--- What you are asked to do ---
All of the records are to be copied out exactly, with nothing left out.

--- Data shown ---
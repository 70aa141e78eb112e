use soroban_sdk::{log, token, Address, Env};

use crate::storage;
use crate::storage_types::Error;

/// Move `amount` of the configured token from `from` to `to`.
///
/// A failing token call is reported as [`Error::TransferFailed`] instead of
/// aborting the invocation, so callers must transfer before writing state.
pub fn transfer(env: &Env, from: &Address, to: &Address, amount: i128) -> Result<(), Error> {
    let token_address = storage::get_token(env)?;
    let token_client = token::TokenClient::new(env, &token_address);

    match token_client.try_transfer(from, to, &amount) {
        Ok(Ok(())) => Ok(()),
        _ => {
            log!(env, "token transfer failed", from.clone(), to.clone(), amount);
            Err(Error::TransferFailed)
        }
    }
}

/// Pull a contribution into the contract's pooled balance.
pub fn collect(env: &Env, contributor: &Address, amount: i128) -> Result<(), Error> {
    transfer(env, contributor, &env.current_contract_address(), amount)
}

/// Release pooled funds to a campaign creator.
pub fn release(env: &Env, creator: &Address, amount: i128) -> Result<(), Error> {
    transfer(env, &env.current_contract_address(), creator, amount)
}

--- Solution to the exercise ---
repository 70aa141e78eb112e
use soroban_sdk::{log, token, Address, Env};

use crate::storage;
use crate::storage_types::Error;

/// Move `amount` of the configured token from `from` to `to`.
///
/// A failing token call is reported as [`Error::TransferFailed`] instead of
/// aborting the invocation, so callers must transfer before writing state.
pub fn transfer(env: &Env, from: &Address, to: &Address, amount: i128) -> Result<(), Error> {
    let token_address = storage::get_token(env)?;
    let token_client = token::TokenClient::new(env, &token_address);

    match token_client.try_transfer(from, to, &amount) {
        Ok(Ok(())) => Ok(()),
        _ => {
            log!(env, "token transfer failed", from.clone(), to.clone(), amount);
            Err(Error::TransferFailed)
        }
    }
}

/// Pull a contribution into the contract's pooled balance.
pub fn collect(env: &Env, contributor: &Address, amount: i128) -> Result<(), Error> {
    transfer(env, contributor, &env.current_contract_address(), amount)
}

/// Release pooled funds to a campaign creator.
pub fn release(env: &Env, creator: &Address, amount: i128) -> Result<(), Error> {
    transfer(env, &env.current_contract_address(), creator, amount)
}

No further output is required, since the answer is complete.